Stored items:
BEGIN

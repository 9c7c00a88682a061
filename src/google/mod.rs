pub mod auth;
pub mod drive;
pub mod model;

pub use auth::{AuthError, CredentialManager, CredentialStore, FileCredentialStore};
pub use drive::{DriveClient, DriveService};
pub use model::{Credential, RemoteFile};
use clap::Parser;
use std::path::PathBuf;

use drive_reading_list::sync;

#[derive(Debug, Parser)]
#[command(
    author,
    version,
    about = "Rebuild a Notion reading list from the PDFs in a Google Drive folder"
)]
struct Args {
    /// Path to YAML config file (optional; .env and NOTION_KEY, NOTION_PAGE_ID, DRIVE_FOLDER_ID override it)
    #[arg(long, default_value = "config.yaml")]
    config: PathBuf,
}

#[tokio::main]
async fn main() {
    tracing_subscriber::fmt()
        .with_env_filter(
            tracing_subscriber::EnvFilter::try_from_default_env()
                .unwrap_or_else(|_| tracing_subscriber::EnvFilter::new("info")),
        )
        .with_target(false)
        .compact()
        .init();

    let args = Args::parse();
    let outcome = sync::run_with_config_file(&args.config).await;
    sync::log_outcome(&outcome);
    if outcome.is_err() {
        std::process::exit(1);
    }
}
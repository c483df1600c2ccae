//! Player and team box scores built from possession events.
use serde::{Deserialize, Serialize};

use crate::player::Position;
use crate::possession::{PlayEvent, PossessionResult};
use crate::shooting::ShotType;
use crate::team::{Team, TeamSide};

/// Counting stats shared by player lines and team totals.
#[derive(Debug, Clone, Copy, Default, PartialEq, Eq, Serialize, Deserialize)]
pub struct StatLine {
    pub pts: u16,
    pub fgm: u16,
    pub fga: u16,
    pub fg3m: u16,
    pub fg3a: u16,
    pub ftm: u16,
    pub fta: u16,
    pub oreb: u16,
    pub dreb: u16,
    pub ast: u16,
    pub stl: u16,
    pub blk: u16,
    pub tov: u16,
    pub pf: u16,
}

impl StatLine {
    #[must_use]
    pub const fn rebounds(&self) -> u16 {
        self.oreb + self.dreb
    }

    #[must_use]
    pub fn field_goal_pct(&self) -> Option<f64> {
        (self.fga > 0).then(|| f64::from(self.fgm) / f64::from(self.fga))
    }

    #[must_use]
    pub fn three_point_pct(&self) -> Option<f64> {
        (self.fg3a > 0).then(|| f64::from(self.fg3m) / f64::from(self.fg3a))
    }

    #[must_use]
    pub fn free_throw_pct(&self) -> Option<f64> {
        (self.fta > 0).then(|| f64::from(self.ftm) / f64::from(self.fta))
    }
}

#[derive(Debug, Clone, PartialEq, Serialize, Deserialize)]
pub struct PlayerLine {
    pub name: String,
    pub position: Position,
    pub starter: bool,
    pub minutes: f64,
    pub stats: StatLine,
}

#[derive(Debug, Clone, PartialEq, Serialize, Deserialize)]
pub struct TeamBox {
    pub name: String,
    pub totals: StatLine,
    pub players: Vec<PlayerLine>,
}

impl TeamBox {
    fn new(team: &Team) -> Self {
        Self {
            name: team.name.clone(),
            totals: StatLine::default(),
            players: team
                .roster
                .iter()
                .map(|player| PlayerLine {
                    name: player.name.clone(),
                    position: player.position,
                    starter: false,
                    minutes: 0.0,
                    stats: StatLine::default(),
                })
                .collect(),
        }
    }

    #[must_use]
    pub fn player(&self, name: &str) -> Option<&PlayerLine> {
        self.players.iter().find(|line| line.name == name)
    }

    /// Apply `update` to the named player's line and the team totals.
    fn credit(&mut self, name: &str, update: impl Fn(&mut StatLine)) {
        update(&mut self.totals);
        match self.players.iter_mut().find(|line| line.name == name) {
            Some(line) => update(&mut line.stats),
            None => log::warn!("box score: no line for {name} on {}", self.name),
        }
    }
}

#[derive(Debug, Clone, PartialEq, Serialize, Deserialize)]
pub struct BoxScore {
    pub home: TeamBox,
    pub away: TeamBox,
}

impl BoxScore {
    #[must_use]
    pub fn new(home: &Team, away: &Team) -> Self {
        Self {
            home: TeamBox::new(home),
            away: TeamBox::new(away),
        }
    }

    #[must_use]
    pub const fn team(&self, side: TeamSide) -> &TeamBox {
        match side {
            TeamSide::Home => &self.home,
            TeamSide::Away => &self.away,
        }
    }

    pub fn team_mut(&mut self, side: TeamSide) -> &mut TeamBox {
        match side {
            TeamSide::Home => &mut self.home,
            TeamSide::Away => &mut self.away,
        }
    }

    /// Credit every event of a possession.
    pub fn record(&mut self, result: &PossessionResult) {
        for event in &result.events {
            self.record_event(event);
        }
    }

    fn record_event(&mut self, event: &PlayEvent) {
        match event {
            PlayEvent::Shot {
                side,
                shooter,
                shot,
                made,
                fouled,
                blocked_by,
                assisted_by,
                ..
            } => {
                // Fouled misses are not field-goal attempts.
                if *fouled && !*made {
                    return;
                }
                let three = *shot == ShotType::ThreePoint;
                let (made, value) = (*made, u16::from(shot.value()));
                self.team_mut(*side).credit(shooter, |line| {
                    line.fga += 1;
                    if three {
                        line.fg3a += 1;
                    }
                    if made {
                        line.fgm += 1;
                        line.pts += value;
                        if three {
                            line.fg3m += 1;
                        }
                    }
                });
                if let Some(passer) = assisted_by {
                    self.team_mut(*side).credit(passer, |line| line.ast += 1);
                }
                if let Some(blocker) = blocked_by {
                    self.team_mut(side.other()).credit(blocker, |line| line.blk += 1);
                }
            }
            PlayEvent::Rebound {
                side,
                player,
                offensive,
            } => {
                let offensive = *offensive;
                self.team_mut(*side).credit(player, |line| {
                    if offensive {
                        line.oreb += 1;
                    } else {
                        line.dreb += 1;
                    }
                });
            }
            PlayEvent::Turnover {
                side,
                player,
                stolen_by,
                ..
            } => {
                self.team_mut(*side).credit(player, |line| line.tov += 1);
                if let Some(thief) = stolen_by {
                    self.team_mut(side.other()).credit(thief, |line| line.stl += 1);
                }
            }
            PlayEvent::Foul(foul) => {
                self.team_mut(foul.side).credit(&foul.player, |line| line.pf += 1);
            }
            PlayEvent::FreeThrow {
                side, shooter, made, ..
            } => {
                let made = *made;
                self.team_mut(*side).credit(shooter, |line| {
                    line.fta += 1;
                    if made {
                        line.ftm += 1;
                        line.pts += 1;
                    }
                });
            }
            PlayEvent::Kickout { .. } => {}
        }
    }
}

END

YOUR INSTRUCTIONS:
Exactly as written above, copy out all the records.

THE COMPLETED TASK:
repository 9c7c00a88682a061
filename src/google/mod.rs
pub mod auth;
pub mod drive;
pub mod model;

pub use auth::{AuthError, CredentialManager, CredentialStore, FileCredentialStore};
pub use drive::{DriveClient, DriveService};
pub use model::{Credential, RemoteFile};
use clap::Parser;
use std::path::PathBuf;

use drive_reading_list::sync;

#[derive(Debug, Parser)]
#[command(
    author,
    version,
    about = "Rebuild a Notion reading list from the PDFs in a Google Drive folder"
)]
struct Args {
    /// Path to YAML config file (optional; .env and NOTION_KEY, NOTION_PAGE_ID, DRIVE_FOLDER_ID override it)
    #[arg(long, default_value = "config.yaml")]
    config: PathBuf,
}

#[tokio::main]
async fn main() {
    tracing_subscriber::fmt()
        .with_env_filter(
            tracing_subscriber::EnvFilter::try_from_default_env()
                .unwrap_or_else(|_| tracing_subscriber::EnvFilter::new("info")),
        )
        .with_target(false)
        .compact()
        .init();

    let args = Args::parse();
    let outcome = sync::run_with_config_file(&args.config).await;
    sync::log_outcome(&outcome);
    if outcome.is_err() {
        std::process::exit(1);
    }
}
repository c483df1600c2ccae
//! Player and team box scores built from possession events.
use serde::{Deserialize, Serialize};

use crate::player::Position;
use crate::possession::{PlayEvent, PossessionResult};
use crate::shooting::ShotType;
use crate::team::{Team, TeamSide};

/// Counting stats shared by player lines and team totals.
#[derive(Debug, Clone, Copy, Default, PartialEq, Eq, Serialize, Deserialize)]
pub struct StatLine {
    pub pts: u16,
    pub fgm: u16,
    pub fga: u16,
    pub fg3m: u16,
    pub fg3a: u16,
    pub ftm: u16,
    pub fta: u16,
    pub oreb: u16,
    pub dreb: u16,
    pub ast: u16,
    pub stl: u16,
    pub blk: u16,
    pub tov: u16,
    pub pf: u16,
}

impl StatLine {
    #[must_use]
    pub const fn rebounds(&self) -> u16 {
        self.oreb + self.dreb
    }

    #[must_use]
    pub fn field_goal_pct(&self) -> Option<f64> {
        (self.fga > 0).then(|| f64::from(self.fgm) / f64::from(self.fga))
    }

    #[must_use]
    pub fn three_point_pct(&self) -> Option<f64> {
        (self.fg3a > 0).then(|| f64::from(self.fg3m) / f64::from(self.fg3a))
    }

    #[must_use]
    pub fn free_throw_pct(&self) -> Option<f64> {
        (self.fta > 0).then(|| f64::from(self.ftm) / f64::from(self.fta))
    }
}

#[derive(Debug, Clone, PartialEq, Serialize, Deserialize)]
pub struct PlayerLine {
    pub name: String,
    pub position: Position,
    pub starter: bool,
    pub minutes: f64,
    pub stats: StatLine,
}

#[derive(Debug, Clone, PartialEq, Serialize, Deserialize)]
pub struct TeamBox {
    pub name: String,
    pub totals: StatLine,
    pub players: Vec<PlayerLine>,
}

impl TeamBox {
    fn new(team: &Team) -> Self {
        Self {
            name: team.name.clone(),
            totals: StatLine::default(),
            players: team
                .roster
                .iter()
                .map(|player| PlayerLine {
                    name: player.name.clone(),
                    position: player.position,
                    starter: false,
                    minutes: 0.0,
                    stats: StatLine::default(),
                })
                .collect(),
        }
    }

    #[must_use]
    pub fn player(&self, name: &str) -> Option<&PlayerLine> {
        self.players.iter().find(|line| line.name == name)
    }

    /// Apply `update` to the named player's line and the team totals.
    fn credit(&mut self, name: &str, update: impl Fn(&mut StatLine)) {
        update(&mut self.totals);
        match self.players.iter_mut().find(|line| line.name == name) {
            Some(line) => update(&mut line.stats),
            None => log::warn!("box score: no line for {name} on {}", self.name),
        }
    }
}

#[derive(Debug, Clone, PartialEq, Serialize, Deserialize)]
pub struct BoxScore {
    pub home: TeamBox,
    pub away: TeamBox,
}

impl BoxScore {
    #[must_use]
    pub fn new(home: &Team, away: &Team) -> Self {
        Self {
            home: TeamBox::new(home),
            away: TeamBox::new(away),
        }
    }

    #[must_use]
    pub const fn team(&self, side: TeamSide) -> &TeamBox {
        match side {
            TeamSide::Home => &self.home,
            TeamSide::Away => &self.away,
        }
    }

    pub fn team_mut(&mut self, side: TeamSide) -> &mut TeamBox {
        match side {
            TeamSide::Home => &mut self.home,
            TeamSide::Away => &mut self.away,
        }
    }

    /// Credit every event of a possession.
    pub fn record(&mut self, result: &PossessionResult) {
        for event in &result.events {
            self.record_event(event);
        }
    }

    fn record_event(&mut self, event: &PlayEvent) {
        match event {
            PlayEvent::Shot {
                side,
                shooter,
                shot,
                made,
                fouled,
                blocked_by,
                assisted_by,
                ..
            } => {
                // Fouled misses are not field-goal attempts.
                if *fouled && !*made {
                    return;
                }
                let three = *shot == ShotType::ThreePoint;
                let (made, value) = (*made, u16::from(shot.value()));
                self.team_mut(*side).credit(shooter, |line| {
                    line.fga += 1;
                    if three {
                        line.fg3a += 1;
                    }
                    if made {
                        line.fgm += 1;
                        line.pts += value;
                        if three {
                            line.fg3m += 1;
                        }
                    }
                });
                if let Some(passer) = assisted_by {
                    self.team_mut(*side).credit(passer, |line| line.ast += 1);
                }
                if let Some(blocker) = blocked_by {
                    self.team_mut(side.other()).credit(blocker, |line| line.blk += 1);
                }
            }
            PlayEvent::Rebound {
                side,
                player,
                offensive,
            } => {
                let offensive = *offensive;
                self.team_mut(*side).credit(player, |line| {
                    if offensive {
                        line.oreb += 1;
                    } else {
                        line.dreb += 1;
                    }
                });
            }
            PlayEvent::Turnover {
                side,
                player,
                stolen_by,
                ..
            } => {
                self.team_mut(*side).credit(player, |line| line.tov += 1);
                if let Some(thief) = stolen_by {
                    self.team_mut(side.other()).credit(thief, |line| line.stl += 1);
                }
            }
            PlayEvent::Foul(foul) => {
                self.team_mut(foul.side).credit(&foul.player, |line| line.pf += 1);
            }
            PlayEvent::FreeThrow {
                side, shooter, made, ..
            } => {
                let made = *made;
                self.team_mut(*side).credit(shooter, |line| {
                    line.fta += 1;
                    if made {
                        line.ftm += 1;
                        line.pts += 1;
                    }
                });
            }
            PlayEvent::Kickout { .. } => {}
        }
    }
}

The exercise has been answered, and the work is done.